### TASK ITEM
Report all lines below with the word "clap".

### EXTRACTED INFORMATION
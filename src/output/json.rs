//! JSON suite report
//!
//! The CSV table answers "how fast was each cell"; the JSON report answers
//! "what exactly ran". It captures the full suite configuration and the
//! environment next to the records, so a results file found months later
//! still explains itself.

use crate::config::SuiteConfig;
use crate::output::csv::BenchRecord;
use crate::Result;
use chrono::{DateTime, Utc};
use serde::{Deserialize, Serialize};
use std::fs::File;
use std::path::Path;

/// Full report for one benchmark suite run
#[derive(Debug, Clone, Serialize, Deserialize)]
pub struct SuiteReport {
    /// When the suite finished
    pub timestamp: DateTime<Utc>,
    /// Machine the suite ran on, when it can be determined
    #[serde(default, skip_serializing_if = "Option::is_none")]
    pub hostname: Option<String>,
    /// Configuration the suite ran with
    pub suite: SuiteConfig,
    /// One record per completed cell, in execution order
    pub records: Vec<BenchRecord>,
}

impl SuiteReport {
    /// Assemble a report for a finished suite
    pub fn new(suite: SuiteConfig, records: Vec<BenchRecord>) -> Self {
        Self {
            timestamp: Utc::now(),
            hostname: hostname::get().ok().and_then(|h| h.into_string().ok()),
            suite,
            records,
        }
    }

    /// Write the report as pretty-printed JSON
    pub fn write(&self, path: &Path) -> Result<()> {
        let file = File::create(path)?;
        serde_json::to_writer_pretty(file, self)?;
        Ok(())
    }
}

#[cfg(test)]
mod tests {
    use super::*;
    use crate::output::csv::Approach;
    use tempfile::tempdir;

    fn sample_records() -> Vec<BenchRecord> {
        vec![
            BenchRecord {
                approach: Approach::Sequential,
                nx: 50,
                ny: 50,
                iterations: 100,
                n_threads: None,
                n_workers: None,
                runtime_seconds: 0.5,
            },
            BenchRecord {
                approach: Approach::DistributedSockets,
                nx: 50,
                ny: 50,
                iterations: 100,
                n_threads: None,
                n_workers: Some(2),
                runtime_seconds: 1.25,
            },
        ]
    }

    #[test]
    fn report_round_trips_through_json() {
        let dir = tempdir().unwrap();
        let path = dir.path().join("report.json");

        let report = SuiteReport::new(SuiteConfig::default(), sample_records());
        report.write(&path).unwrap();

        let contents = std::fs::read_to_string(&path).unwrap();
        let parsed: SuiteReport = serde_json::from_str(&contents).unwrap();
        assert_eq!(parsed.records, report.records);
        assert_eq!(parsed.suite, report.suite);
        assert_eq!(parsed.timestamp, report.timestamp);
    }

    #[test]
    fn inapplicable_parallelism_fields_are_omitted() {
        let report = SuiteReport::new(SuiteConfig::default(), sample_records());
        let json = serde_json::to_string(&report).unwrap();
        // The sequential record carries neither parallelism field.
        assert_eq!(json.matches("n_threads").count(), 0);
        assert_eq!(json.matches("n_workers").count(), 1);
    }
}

==

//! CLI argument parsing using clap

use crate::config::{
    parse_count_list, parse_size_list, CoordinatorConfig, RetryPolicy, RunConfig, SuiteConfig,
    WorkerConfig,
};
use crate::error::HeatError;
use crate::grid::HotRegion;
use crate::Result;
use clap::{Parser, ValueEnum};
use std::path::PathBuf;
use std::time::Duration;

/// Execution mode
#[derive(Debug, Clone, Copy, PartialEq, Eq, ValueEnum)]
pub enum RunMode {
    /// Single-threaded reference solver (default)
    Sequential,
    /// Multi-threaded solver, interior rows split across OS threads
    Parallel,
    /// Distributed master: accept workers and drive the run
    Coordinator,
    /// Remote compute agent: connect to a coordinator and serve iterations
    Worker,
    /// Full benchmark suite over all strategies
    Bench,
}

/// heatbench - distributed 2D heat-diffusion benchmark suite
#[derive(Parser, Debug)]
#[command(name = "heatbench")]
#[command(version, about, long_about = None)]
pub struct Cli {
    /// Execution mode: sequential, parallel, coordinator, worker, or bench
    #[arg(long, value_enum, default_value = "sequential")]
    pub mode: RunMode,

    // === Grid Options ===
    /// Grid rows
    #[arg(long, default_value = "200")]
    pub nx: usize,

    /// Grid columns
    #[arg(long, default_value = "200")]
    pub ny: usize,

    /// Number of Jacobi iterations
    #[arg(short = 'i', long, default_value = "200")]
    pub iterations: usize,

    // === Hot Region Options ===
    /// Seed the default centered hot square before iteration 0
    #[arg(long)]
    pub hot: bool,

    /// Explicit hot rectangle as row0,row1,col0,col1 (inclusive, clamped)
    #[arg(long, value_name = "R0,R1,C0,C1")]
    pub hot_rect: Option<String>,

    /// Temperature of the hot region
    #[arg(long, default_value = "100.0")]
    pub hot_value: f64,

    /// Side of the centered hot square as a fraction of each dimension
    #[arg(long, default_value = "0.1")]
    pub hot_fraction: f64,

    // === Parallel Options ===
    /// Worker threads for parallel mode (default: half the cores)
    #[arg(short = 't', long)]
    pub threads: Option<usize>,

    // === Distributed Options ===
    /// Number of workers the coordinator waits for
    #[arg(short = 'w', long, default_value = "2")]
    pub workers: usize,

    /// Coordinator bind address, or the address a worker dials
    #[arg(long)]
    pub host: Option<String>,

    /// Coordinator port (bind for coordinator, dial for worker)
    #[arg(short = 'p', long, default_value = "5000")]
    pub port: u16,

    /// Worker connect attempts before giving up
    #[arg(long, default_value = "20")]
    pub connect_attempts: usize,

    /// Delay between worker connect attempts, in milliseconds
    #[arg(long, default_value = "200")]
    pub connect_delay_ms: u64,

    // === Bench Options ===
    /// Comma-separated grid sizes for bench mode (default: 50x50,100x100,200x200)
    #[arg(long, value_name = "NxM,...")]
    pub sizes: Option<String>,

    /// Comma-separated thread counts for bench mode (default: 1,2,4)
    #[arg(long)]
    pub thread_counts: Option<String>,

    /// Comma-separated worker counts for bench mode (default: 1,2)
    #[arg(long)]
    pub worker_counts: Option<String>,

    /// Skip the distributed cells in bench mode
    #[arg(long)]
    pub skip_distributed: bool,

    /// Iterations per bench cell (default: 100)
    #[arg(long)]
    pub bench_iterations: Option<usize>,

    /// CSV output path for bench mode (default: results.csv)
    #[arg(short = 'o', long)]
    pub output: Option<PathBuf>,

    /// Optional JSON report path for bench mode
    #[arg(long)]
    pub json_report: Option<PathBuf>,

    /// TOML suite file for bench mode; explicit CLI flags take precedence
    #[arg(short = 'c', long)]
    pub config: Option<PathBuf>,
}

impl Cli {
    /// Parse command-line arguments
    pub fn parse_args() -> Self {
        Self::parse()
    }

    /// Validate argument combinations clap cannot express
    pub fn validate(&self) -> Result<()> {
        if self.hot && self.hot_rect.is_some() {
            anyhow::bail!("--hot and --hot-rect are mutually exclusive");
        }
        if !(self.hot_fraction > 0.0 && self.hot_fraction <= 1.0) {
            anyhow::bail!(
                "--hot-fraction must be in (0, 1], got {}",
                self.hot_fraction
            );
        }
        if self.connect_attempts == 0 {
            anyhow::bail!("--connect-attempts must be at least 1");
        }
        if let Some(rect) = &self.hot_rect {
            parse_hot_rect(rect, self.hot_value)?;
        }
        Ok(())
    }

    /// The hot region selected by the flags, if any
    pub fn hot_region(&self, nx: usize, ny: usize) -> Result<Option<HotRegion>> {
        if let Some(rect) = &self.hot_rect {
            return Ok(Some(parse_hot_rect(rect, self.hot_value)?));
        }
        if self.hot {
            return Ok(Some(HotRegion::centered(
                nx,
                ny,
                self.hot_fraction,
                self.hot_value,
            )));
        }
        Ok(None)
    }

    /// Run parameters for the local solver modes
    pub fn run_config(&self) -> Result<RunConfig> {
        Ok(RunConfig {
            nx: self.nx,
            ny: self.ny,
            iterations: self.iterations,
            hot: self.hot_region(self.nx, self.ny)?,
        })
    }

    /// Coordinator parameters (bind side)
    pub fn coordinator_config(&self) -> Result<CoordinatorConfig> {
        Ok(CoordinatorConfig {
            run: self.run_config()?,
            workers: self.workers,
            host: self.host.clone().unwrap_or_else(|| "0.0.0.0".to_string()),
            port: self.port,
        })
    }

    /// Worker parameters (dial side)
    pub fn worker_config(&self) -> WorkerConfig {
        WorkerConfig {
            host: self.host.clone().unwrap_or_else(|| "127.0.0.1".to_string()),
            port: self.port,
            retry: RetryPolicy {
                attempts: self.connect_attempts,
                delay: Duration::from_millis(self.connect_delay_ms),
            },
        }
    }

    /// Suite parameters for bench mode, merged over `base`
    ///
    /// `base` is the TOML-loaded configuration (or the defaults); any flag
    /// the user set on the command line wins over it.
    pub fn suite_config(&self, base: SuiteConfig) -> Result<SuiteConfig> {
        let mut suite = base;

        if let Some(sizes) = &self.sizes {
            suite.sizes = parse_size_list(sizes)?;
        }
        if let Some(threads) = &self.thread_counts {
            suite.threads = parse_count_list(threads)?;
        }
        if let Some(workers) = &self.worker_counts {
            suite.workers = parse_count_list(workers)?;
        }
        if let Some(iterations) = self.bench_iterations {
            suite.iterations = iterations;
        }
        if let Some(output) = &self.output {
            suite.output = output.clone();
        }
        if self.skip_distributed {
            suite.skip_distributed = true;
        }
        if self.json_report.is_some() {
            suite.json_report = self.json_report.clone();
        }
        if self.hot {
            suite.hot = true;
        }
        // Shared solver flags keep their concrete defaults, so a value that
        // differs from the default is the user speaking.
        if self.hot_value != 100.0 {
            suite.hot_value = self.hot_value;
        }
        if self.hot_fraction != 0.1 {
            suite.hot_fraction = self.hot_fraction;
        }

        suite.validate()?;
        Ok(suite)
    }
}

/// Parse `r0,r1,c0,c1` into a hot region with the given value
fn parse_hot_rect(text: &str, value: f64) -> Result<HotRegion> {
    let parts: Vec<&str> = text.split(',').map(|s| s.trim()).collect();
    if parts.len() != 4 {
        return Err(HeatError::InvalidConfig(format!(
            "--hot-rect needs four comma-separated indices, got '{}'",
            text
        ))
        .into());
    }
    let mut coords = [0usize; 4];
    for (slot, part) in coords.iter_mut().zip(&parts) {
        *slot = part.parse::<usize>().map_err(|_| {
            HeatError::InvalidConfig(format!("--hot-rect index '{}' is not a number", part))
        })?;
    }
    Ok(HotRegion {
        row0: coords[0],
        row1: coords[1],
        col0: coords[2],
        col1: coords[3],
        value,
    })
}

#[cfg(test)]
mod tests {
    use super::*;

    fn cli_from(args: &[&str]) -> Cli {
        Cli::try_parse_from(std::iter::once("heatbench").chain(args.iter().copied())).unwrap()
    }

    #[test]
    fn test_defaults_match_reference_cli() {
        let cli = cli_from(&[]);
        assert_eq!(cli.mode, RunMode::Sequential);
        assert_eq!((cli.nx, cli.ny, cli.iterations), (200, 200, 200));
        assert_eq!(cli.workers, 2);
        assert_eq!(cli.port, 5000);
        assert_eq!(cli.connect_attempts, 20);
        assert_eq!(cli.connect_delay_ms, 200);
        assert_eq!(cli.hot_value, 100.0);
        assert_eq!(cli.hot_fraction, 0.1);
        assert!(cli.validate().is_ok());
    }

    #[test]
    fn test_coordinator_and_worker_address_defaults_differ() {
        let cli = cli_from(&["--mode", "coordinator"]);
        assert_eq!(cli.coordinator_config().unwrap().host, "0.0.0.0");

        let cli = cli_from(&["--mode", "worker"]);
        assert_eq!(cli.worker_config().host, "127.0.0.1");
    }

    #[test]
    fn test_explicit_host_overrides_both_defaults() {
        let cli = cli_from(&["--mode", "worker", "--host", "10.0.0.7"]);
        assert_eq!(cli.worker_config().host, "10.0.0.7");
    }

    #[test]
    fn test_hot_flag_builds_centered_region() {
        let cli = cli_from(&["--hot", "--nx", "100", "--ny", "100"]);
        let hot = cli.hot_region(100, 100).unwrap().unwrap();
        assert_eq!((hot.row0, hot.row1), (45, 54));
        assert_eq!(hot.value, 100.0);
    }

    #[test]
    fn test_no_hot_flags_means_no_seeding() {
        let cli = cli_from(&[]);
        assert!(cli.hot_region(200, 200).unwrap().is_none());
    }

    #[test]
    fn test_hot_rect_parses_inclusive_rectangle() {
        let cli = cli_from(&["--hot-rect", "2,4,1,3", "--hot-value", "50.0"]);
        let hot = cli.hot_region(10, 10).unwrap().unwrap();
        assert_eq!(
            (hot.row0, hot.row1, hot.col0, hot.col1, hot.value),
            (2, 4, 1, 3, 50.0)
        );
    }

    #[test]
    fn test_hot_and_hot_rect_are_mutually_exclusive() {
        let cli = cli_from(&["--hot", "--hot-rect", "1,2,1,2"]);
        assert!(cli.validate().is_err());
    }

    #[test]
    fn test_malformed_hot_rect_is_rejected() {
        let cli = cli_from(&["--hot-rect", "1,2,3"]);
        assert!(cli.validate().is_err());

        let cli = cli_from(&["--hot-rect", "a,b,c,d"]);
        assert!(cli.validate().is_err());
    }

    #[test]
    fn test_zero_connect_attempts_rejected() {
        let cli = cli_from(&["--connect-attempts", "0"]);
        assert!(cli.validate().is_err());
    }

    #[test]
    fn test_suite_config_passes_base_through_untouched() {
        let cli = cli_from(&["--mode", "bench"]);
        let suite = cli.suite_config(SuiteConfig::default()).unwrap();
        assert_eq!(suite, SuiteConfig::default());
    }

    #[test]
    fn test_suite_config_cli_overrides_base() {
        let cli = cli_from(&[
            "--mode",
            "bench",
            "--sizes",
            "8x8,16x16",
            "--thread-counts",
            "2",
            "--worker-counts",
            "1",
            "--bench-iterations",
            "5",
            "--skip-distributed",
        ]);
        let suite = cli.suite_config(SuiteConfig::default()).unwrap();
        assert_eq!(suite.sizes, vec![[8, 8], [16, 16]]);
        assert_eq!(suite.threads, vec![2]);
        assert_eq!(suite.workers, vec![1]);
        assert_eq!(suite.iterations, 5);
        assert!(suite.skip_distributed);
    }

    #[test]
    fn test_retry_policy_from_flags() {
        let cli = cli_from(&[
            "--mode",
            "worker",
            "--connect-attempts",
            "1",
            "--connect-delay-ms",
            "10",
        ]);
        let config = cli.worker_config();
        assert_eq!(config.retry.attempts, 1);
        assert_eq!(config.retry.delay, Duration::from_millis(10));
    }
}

### ANSWER SECTION
//! CLI argument parsing using clap
use clap::{Parser, ValueEnum};
    /// Validate argument combinations clap cannot express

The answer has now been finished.